Wanilla: Sound Noninterference Analysis for WebAssembly (artifacts)

This dataset contains the software and benchmarks accompanying the paper "Wanilla: Sound Noninterference Analysis for WebAssembly" (to be published at the ACM Conference on Computer and Communications Security (CCS) 2025). Additionally, we provided build instructions for the tools we compare against (RAPID [1], wassail [3]) and the benchmarks used (RAPID [1], EOSFuzzer [2]) in the form of a nix flake.

wanilla-artifact-sources.zip contains the sources for our prototype noninterference analyzer Wanilla (./wanilla) and its dependencies (./horst, ./wparser). It furthermore contains the code of our prototype abstract interpretation for constrained Horn clause programs (./asmt). The build instructions and patches for the software we compare with (RAPID, wassail) are stored in the respective subdirectories (./rapid, ./wassail). The scripts to filter out trivial examples and generate test specifications from the EOSFuzzer benchmark are stored in ./eosfuzzer-benchmark-data, while the code used in the figures of the paper (including the test specifications) is stored in ./figures-benchmark-data. stats.py is a script to calculate statistics on the benchmark. The flake files (flake.nix, flake.lock) contain code to build the different components separately or 
bundle them in a Docker container. README.md contains exact build/reproduction instructions.

wanilla-artifacts-docker-container.tar.gz is a Docker container image that realizes the sources in wanilla-artifact-sources.zip.

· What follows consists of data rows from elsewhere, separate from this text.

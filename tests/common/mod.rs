//! Shared utilities for integration testing.

use std::net::SocketAddr;
use std::sync::{Arc, Mutex};
use tokio::io::{AsyncReadExt, AsyncWriteExt};
use tokio::net::{TcpListener, TcpStream};

use booking_gateway::GatewayConfig;

/// One request as seen by the backend.
#[derive(Debug, Clone)]
pub struct Recorded {
    pub method: String,
    /// Path including any query string.
    pub target: String,
    pub headers: Vec<(String, String)>,
    pub body: String,
}

impl Recorded {
    pub fn header(&self, name: &str) -> Option<&str> {
        self.headers
            .iter()
            .find(|(k, _)| k.eq_ignore_ascii_case(name))
            .map(|(_, v)| v.as_str())
    }
}

/// Scripted response for one call.
#[derive(Debug, Clone)]
pub struct Reply {
    pub status: u16,
    pub body: String,
    pub headers: Vec<(String, String)>,
}

impl Reply {
    pub fn json(status: u16, body: serde_json::Value) -> Self {
        Self {
            status,
            body: body.to_string(),
            headers: vec![("Content-Type".to_string(), "application/json".to_string())],
        }
    }

    #[allow(dead_code)]
    pub fn header(mut self, name: &str, value: &str) -> Self {
        self.headers.push((name.to_string(), value.to_string()));
        self
    }
}

pub type Log = Arc<Mutex<Vec<Recorded>>>;

/// Start a programmable backend on an ephemeral port.
///
/// `f` receives each request and its zero-based call index.
pub async fn start_programmable_backend<F>(f: F) -> (SocketAddr, Log)
where
    F: Fn(&Recorded, usize) -> Reply + Send + Sync + 'static,
{
    let listener = TcpListener::bind("127.0.0.1:0").await.unwrap();
    let addr = listener.local_addr().unwrap();
    let log: Log = Arc::default();
    let f = Arc::new(f);

    let backend_log = log.clone();
    tokio::spawn(async move {
        loop {
            match listener.accept().await {
                Ok((socket, _)) => {
                    let f = f.clone();
                    let log = backend_log.clone();
                    tokio::spawn(async move {
                        let _ = serve(socket, f.as_ref(), &log).await;
                    });
                }
                Err(_) => break,
            }
        }
    });

    (addr, log)
}

async fn serve<F>(mut socket: TcpStream, f: &F, log: &Log) -> std::io::Result<()>
where
    F: Fn(&Recorded, usize) -> Reply,
{
    let Some(request) = read_request(&mut socket).await? else {
        return Ok(());
    };

    let reply = {
        let mut calls = log.lock().unwrap();
        let index = calls.len();
        calls.push(request.clone());
        f(&request, index)
    };

    let mut head = format!(
        "HTTP/1.1 {} {}\r\nContent-Length: {}\r\nConnection: close\r\n",
        reply.status,
        reason(reply.status),
        reply.body.len()
    );
    for (name, value) in &reply.headers {
        head.push_str(&format!("{}: {}\r\n", name, value));
    }
    head.push_str("\r\n");

    socket.write_all(head.as_bytes()).await?;
    socket.write_all(reply.body.as_bytes()).await?;
    socket.shutdown().await
}

async fn read_request(socket: &mut TcpStream) -> std::io::Result<Option<Recorded>> {
    let mut buf = Vec::new();
    let mut chunk = [0u8; 4096];

    let header_end = loop {
        if let Some(pos) = buf.windows(4).position(|w| w == b"\r\n\r\n") {
            break pos + 4;
        }
        let n = socket.read(&mut chunk).await?;
        if n == 0 {
            return Ok(None);
        }
        buf.extend_from_slice(&chunk[..n]);
    };

    let head = String::from_utf8_lossy(&buf[..header_end]).to_string();
    let mut lines = head.split("\r\n");
    let mut request_line = lines.next().unwrap_or_default().split_whitespace();
    let method = request_line.next().unwrap_or_default().to_string();
    let target = request_line.next().unwrap_or_default().to_string();

    let headers: Vec<(String, String)> = lines
        .filter_map(|line| line.split_once(':'))
        .map(|(k, v)| (k.trim().to_string(), v.trim().to_string()))
        .collect();

    let content_length = headers
        .iter()
        .find(|(k, _)| k.eq_ignore_ascii_case("content-length"))
        .and_then(|(_, v)| v.parse::<usize>().ok())
        .unwrap_or(0);

    while buf.len() < header_end + content_length {
        let n = socket.read(&mut chunk).await?;
        if n == 0 {
            break;
        }
        buf.extend_from_slice(&chunk[..n]);
    }
    let body_end = buf.len().min(header_end + content_length);
    let body = String::from_utf8_lossy(&buf[header_end..body_end]).to_string();

    Ok(Some(Recorded {
        method,
        target,
        headers,
        body,
    }))
}

fn reason(status: u16) -> &'static str {
    match status {
        200 => "OK",
        201 => "Created",
        204 => "No Content",
        400 => "Bad Request",
        403 => "Forbidden",
        404 => "Not Found",
        418 => "I'm a teapot",
        429 => "Too Many Requests",
        500 => "Internal Server Error",
        502 => "Bad Gateway",
        503 => "Service Unavailable",
        _ => "Unknown",
    }
}

/// Config pointed at `addr` with short delays so retries finish quickly.
pub fn config_for(addr: SocketAddr) -> GatewayConfig {
    let mut config = GatewayConfig::default();
    config.api.base_url = format!("http://{}", addr);
    config.api.api_key = "test-key-123".to_string();
    config.api.timeout_secs = 5;
    config.retries.base_delay_ms = 10;
    config.retries.max_retry_delay_ms = 2000;
    config
}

It contains all executables (in the versions we evaluated, with our patches applied) and all benchmark data in a form that Wanilla can understand.

smt-lib-files.zip contains the outputs of Wanilla when applied to the benchmark inputs (our own benchmarks + the EOSFuzzer benchmark + the RAPID benchmarks) as constrained Horn clause programs (in the z3 dialect of SMT-LIB). The outputs are supplied for convenience (as the files can take some time to generate) and because Wanilla has some nondeterminism in its output, which (while producing semantically equivalent programs) can impact solver performance.

[1] G. Barthe, R. Eilers, P. Georgiou, B. Gleiss, L. Kovács, and M. Maffei. Verifying Relational Properties using Trace Logic. In Formal Methods in Computer Aided Design (FMCAD). IEEE, 2019.
[2] Y. Huang, B. Jiang, and W. K. Chan. Eosfuzzer: Fuzzing EOSIO smart contracts for vulnerability detection. In Internetware’20: 12th Asia-Pacific Symposium on Internetware, Singapore, November 1-3, 2020, pages 99–109. ACM, 2020.
[3] Q. Stiévenart and C. De Roover. Compositional Information Flow Analysis for WebAssembly Programs. In International Working Conference on Source Code Analysis and Manipulation (SCAM). IEEE, 2020.